POSSORE.ID, Denpasar — Di sebuah pagi yang teduh di Denpasar, rombongan Panitia Kerja (Panja) Penyusunan RUU Pangan Komisi IV DPR RI melangkah memasuki halaman Badan Perakitan dan Modernisasi Pertanian (BRMP) Bali. Angin laut membawa aroma lembut rumput basah, seakan ikut menyambut kedatangan mereka. Di tengah rombongan itu, Direktur Utama Perum BULOG, Letjen TNI (Purn) Ahmad Rizal Ramdhani, tampak berjalan dengan tenang—seorang pemimpin yang memahami bahwa urusan pangan bukan sekadar angka dan regulasi, melainkan jantung dari keberlangsungan hidup banyak keluarga Indonesia.

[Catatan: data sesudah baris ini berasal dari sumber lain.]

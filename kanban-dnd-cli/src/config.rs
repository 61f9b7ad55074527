//! CLI configuration using Figment
//!
//! Sources are merged in precedence order (later sources override earlier ones):
//! 1. Default values (hardcoded)
//! 2. `kanban-dnd.toml` in the working directory
//! 3. `kanban-dnd.yaml` in the working directory
//! 4. `KANBAN_DND_*` environment variables
//!
//! Command-line flags are applied on top by the caller.

use crate::cli::OutputFormat;
use figment::{
    providers::{Env, Format, Serialized, Toml, Yaml},
    Figment,
};
use serde::{Deserialize, Serialize};
use std::path::{Path, PathBuf};
use tracing::debug;

const CONFIG_FILE_STEM: &str = "kanban-dnd";
const ENV_PREFIX: &str = "KANBAN_DND_";

#[derive(Debug, Clone, PartialEq, Eq, Serialize, Deserialize)]
#[serde(default)]
pub struct CliConfig {
    /// Default output format
    pub format: OutputFormat,
    /// Log level when no verbosity flag is given
    pub log_level: String,
    /// Default board seed file
    #[serde(skip_serializing_if = "Option::is_none")]
    pub board: Option<PathBuf>,
}

impl Default for CliConfig {
    fn default() -> Self {
        Self {
            format: OutputFormat::Table,
            log_level: "info".to_string(),
            board: None,
        }
    }
}

impl CliConfig {
    /// Load configuration for a working directory
    pub fn load(dir: &Path) -> Result<Self, figment::Error> {
        let config: Self = Self::figment(dir).extract()?;
        debug!(?config, "loaded configuration");
        Ok(config)
    }

    fn figment(dir: &Path) -> Figment {
        Figment::new()
            .merge(Serialized::defaults(Self::default()))
            .merge(Toml::file(dir.join(format!("{CONFIG_FILE_STEM}.toml"))))
            .merge(Yaml::file(dir.join(format!("{CONFIG_FILE_STEM}.yaml"))))
            .merge(Env::prefixed(ENV_PREFIX))
    }
}
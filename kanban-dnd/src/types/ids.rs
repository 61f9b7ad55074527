//! Identifier newtypes for cards and columns

use serde::{Deserialize, Serialize};
use std::fmt;

macro_rules! define_id {
    ($(#[$meta:meta])* $name:ident) => {
        $(#[$meta])*
        #[derive(Debug, Clone, PartialEq, Eq, Hash, PartialOrd, Ord, Serialize, Deserialize)]
        #[serde(transparent)]
        pub struct $name(String);

        impl $name {
            /// Create an ID from any string
            pub fn from_string(id: impl Into<String>) -> Self {
                Self(id.into())
            }

            /// Get the inner string value
            pub fn as_str(&self) -> &str {
                &self.0
            }
        }

        impl fmt::Display for $name {
            fn fmt(&self, f: &mut fmt::Formatter<'_>) -> fmt::Result {
                write!(f, "{}", self.0)
            }
        }

        impl From<&str> for $name {
            fn from(id: &str) -> Self {
                Self(id.to_string())
            }
        }

        impl From<String> for $name {
            fn from(id: String) -> Self {
                Self(id)
            }
        }

        impl From<&$name> for $name {
            fn from(id: &$name) -> Self {
                id.clone()
            }
        }

        impl AsRef<str> for $name {
            fn as_ref(&self) -> &str {
                &self.0
            }
        }

        impl PartialEq<str> for $name {
            fn eq(&self, other: &str) -> bool {
                self.0 == other
            }
        }

        impl PartialEq<&str> for $name {
            fn eq(&self, other: &&str) -> bool {
                self.0 == *other
            }
        }
    };
}

define_id!(
    /// Identifier of a card. Unique across the whole board.
    CardId
);

define_id!(
    /// Identifier of a column. Unique and stable for the board's lifetime.
    ColumnId
);
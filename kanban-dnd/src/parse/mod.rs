//! Loading board seeds and gesture scripts
//!
//! Both accept YAML or JSON. Files are told apart by extension.

use crate::drag::{Dispatch, DragEvent};
use crate::engine::DndEngine;
use crate::error::{DndError, Result};
use crate::types::Board;
use serde::{Deserialize, Serialize};
use std::path::Path;
use tracing::debug;

/// Serialization format of a seed or script file
#[derive(Debug, Clone, Copy, PartialEq, Eq)]
pub enum SeedFormat {
    Yaml,
    Json,
}

impl SeedFormat {
    /// Pick the format from a file extension
    pub fn from_path(path: &Path) -> Result<Self> {
        match path
            .extension()
            .and_then(|ext| ext.to_str())
            .map(|ext| ext.to_ascii_lowercase())
            .as_deref()
        {
            Some("yaml") | Some("yml") => Ok(Self::Yaml),
            Some("json") => Ok(Self::Json),
            _ => Err(DndError::UnknownFormat {
                path: path.to_path_buf(),
            }),
        }
    }

    fn parse<T: for<'de> Deserialize<'de>>(self, input: &str) -> Result<T> {
        Ok(match self {
            Self::Yaml => serde_yaml_ng::from_str(input)?,
            Self::Json => serde_json::from_str(input)?,
        })
    }
}

impl Board {
    /// Parse and validate a YAML board seed
    pub fn from_yaml(input: &str) -> Result<Self> {
        Self::parse(SeedFormat::Yaml, input)
    }

    /// Parse and validate a JSON board seed
    pub fn from_json(input: &str) -> Result<Self> {
        Self::parse(SeedFormat::Json, input)
    }

    /// Read, parse and validate a board seed file
    pub fn from_path(path: impl AsRef<Path>) -> Result<Self> {
        let path = path.as_ref();
        let format = SeedFormat::from_path(path)?;
        let input = std::fs::read_to_string(path)?;
        debug!(path = %path.display(), ?format, "loading board seed");
        Self::parse(format, &input)
    }

    fn parse(format: SeedFormat, input: &str) -> Result<Self> {
        let board: Board = format.parse(input)?;
        board.validate()?;
        Ok(board)
    }
}

/// An ordered list of pointer events to replay against an engine
#[derive(Debug, Clone, Default, PartialEq, Serialize, Deserialize)]
#[serde(transparent)]
pub struct GestureScript {
    events: Vec<DragEvent>,
}

impl GestureScript {
    pub fn new(events: impl IntoIterator<Item = DragEvent>) -> Self {
        Self {
            events: events.into_iter().collect(),
        }
    }

    pub fn from_yaml(input: &str) -> Result<Self> {
        SeedFormat::Yaml.parse(input)
    }

    pub fn from_json(input: &str) -> Result<Self> {
        SeedFormat::Json.parse(input)
    }

    pub fn from_path(path: impl AsRef<Path>) -> Result<Self> {
        let path = path.as_ref();
        let format = SeedFormat::from_path(path)?;
        let input = std::fs::read_to_string(path)?;
        format.parse(&input)
    }

    pub fn events(&self) -> &[DragEvent] {
        &self.events
    }

    pub fn len(&self) -> usize {
        self.events.len()
    }

    pub fn is_empty(&self) -> bool {
        self.events.is_empty()
    }

    /// Feed every event to `engine` in order, returning one dispatch per event
    pub fn replay(&self, engine: &mut DndEngine) -> Vec<Dispatch> {
        self.events
            .iter()
            .map(|event| engine.dispatch(event))
            .collect()
    }
}

#[cfg(test)]
mod tests {
    use super::*;
    use crate::drag::{DragTarget, Effect};
    use crate::types::{Point, Rect};
    use std::io::Write;
    use tempfile::NamedTempFile;

    const SCRIPT: &str = r#"
- event: drag_start
  target: { kind: card, column: column-1, card: task-1 }
- event: drag_over
  target: { kind: card, column: column-2, card: task-4 }
  pointer: { x: 10, y: 5 }
  bounds: { left: 0, top: 0, width: 100, height: 40 }
- event: drop
  target: { kind: card, column: column-2, card: task-4 }
"#;

    #[test]
    fn test_script_from_yaml() {
        let script = GestureScript::from_yaml(SCRIPT).unwrap();
        assert_eq!(script.len(), 3);
        assert_eq!(
            script.events()[1],
            DragEvent::DragOver {
                target: DragTarget::card("column-2", "task-4"),
                pointer: Point::new(10.0, 5.0),
                bounds: Rect::new(0.0, 0.0, 100.0, 40.0),
            }
        );
    }

    #[test]
    fn test_script_json_with_unit_event() {
        let script = GestureScript::from_json(
            r#"[{"event":"drag_start","target":{"kind":"column_header","column":"c1"}},{"event":"drag_end"}]"#,
        )
        .unwrap();
        assert_eq!(script.events()[1], DragEvent::DragEnd);
    }

    #[test]
    fn test_replay_against_demo_board() {
        let mut engine = DndEngine::new(crate::demo_board());
        let dispatches = GestureScript::from_yaml(SCRIPT).unwrap().replay(&mut engine);

        assert_eq!(dispatches[2].effect, Effect::Committed { revision: 1 });
        let ids: Vec<_> = engine
            .board()
            .column(&"column-2".into())
            .unwrap()
            .card_ids()
            .map(|id| id.to_string())
            .collect();
        assert_eq!(ids, ["task-1", "task-4", "task-5"]);
    }

    #[test]
    fn test_seed_rejects_duplicates() {
        let err = Board::from_json(
            r#"{"columns":[{"id":"a","title":"A","items":[{"id":"x","text":"X"}]},{"id":"b","title":"B","items":[{"id":"x","text":"X"}]}]}"#,
        )
        .unwrap_err();
        assert!(matches!(err, DndError::DuplicateId { .. }));
    }

    #[test]
    fn test_seed_from_path() {
        let mut file = NamedTempFile::with_suffix(".yml").unwrap();
        writeln!(file, "columns:\n  - {{ id: solo, title: Solo }}").unwrap();

        let board = Board::from_path(file.path()).unwrap();
        assert_eq!(board.column_ids(), vec!["solo"]);
    }

    #[test]
    fn test_unknown_extension() {
        let err = SeedFormat::from_path(Path::new("board.txt")).unwrap_err();
        assert!(matches!(err, DndError::UnknownFormat { .. }));
    }
}
//! Drag-and-drop reordering engine for kanban boards
//!
//! This crate holds the state logic behind a kanban board whose cards and
//! columns are rearranged with pointer drag gestures. Rendering is someone
//! else's job: the engine consumes pointer events and exposes the current
//! arrangement plus a hover descriptor for the renderer to draw from.
//!
//! ## Overview
//!
//! - **Board State Store** - [`BoardStore`] owns the authoritative [`Board`] and
//!   applies [`MoveCard`] / [`MoveColumn`] commands atomically
//! - **Drag Interaction Controller** - [`DragController`] tracks the in-flight
//!   gesture as a tagged [`DragSession`] and commits it on drop
//! - **Copy-on-write** - a committed move rebuilds only the affected columns;
//!   every other column is shared with the previous board
//! - **No failures surfaced** - stale references, duplicates and self-drops
//!   leave the board unchanged and come back as a [`Rejection`]
//!
//! ## Basic Usage
//!
//! ```rust
//! use kanban_dnd::{demo_board, DndEngine, DragEvent, DragTarget};
//!
//! let mut engine = DndEngine::new(demo_board());
//!
//! engine.dispatch(&DragEvent::DragStart {
//!     target: DragTarget::card("column-1", "task-1"),
//! });
//! engine.dispatch(&DragEvent::Drop {
//!     target: DragTarget::list_end("column-3"),
//! });
//!
//! let done = engine.board().column(&"column-3".into()).unwrap();
//! assert_eq!(done.items.last().unwrap().id.as_str(), "task-1");
//! assert!(engine.session().is_idle());
//! ```
//!
//! ## Seeds and gesture scripts
//!
//! Boards load from YAML or JSON seeds and pointer events replay from
//! gesture scripts:
//!
//! ```text
//! columns:
//!   - id: column-1
//!     title: To Do
//!     items:
//!       - { id: task-1, text: Task 1 }
//! ```

pub mod card;
pub mod column;
pub mod defaults;
pub mod drag;
mod engine;
mod error;
mod outcome;
pub mod parse;
mod store;
pub mod types;
mod validate;

pub use card::MoveCard;
pub use column::MoveColumn;
pub use defaults::demo_board;
pub use drag::{Dispatch, DragController, DragEvent, DragSession, DragTarget, Effect, Hover};
pub use engine::DndEngine;
pub use error::{DndError, Result};
pub use outcome::{MoveOutcome, Rejection};
pub use parse::{GestureScript, SeedFormat};
pub use store::{BoardStore, Reorder};

// Re-export commonly used types
pub use types::{Board, Card, CardId, Column, ColumnId, InsertionSide, Point, Rect};
//! Card commands

mod mv;

pub use mv::MoveCard;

Kunjungan pada 21 November itu bukan sekadar agenda formal. Ia menjadi ruang penting untuk membahas kembali arah besar kebijakan pangan nasional, khususnya di tengah penyusunan RUU Pangan yang digarap Panja Komisi IV DPR RI di bawah kepemimpinan Siti Hediati (Titiek) Soeharto. Kementerian, lembaga, BUMN pangan, pemerintah daerah, petani, hingga pelaku usaha penggilingan turut duduk satu forum—sebuah percakapan lintas suara yang jarang sekali terjadi dengan sedalam itu.
Dalam diskusi yang berlangsung hangat, Rizal—begitu ia akrab dipanggil—menyampaikan pandangan strategis BULOG. Ia berbicara tentang tantangan besar yang terus mengetuk pintu: perubahan iklim yang tak menentu, geopolitik yang mengguncang rantai pasok, hingga harga pangan global yang bergerak liar. Di tengah ketidakpastian itu, satu hal menurutnya tak boleh goyah: negara harus hadir dengan instrumen yang kuat. Dan di sinilah BULOG mengambil peran.
“Ketahanan pangan membutuhkan instrumen negara yang bekerja konsisten. BULOG menjalankan mandat tersebut melalui pengelolaan stok, distribusi, dan stabilisasi harga agar pasokan tetap terjaga di seluruh daerah,” ujarnya dalam forum tersebut, tenang namun tegas.
Fokus pembicaraan kemudian bergeser pada hal yang selama ini sering terlupakan: keberagaman pangan Indonesia. Rizal menegaskan bahwa bangsa ini tidak hanya hidup dari beras. Jagung, ubi, singkong, sagu, hingga berbagai pangan lokal lain telah lama menjadi bagian tak terpisahkan dari pola konsumsi masyarakat di berbagai daerah. Karena itu, BULOG tengah menata ulang strategi besar: mengembangkan gudang berbasis klaster komoditas, memperluas penyimpanan untuk pangan non-beras, sekaligus menjajaki kolaborasi internasional.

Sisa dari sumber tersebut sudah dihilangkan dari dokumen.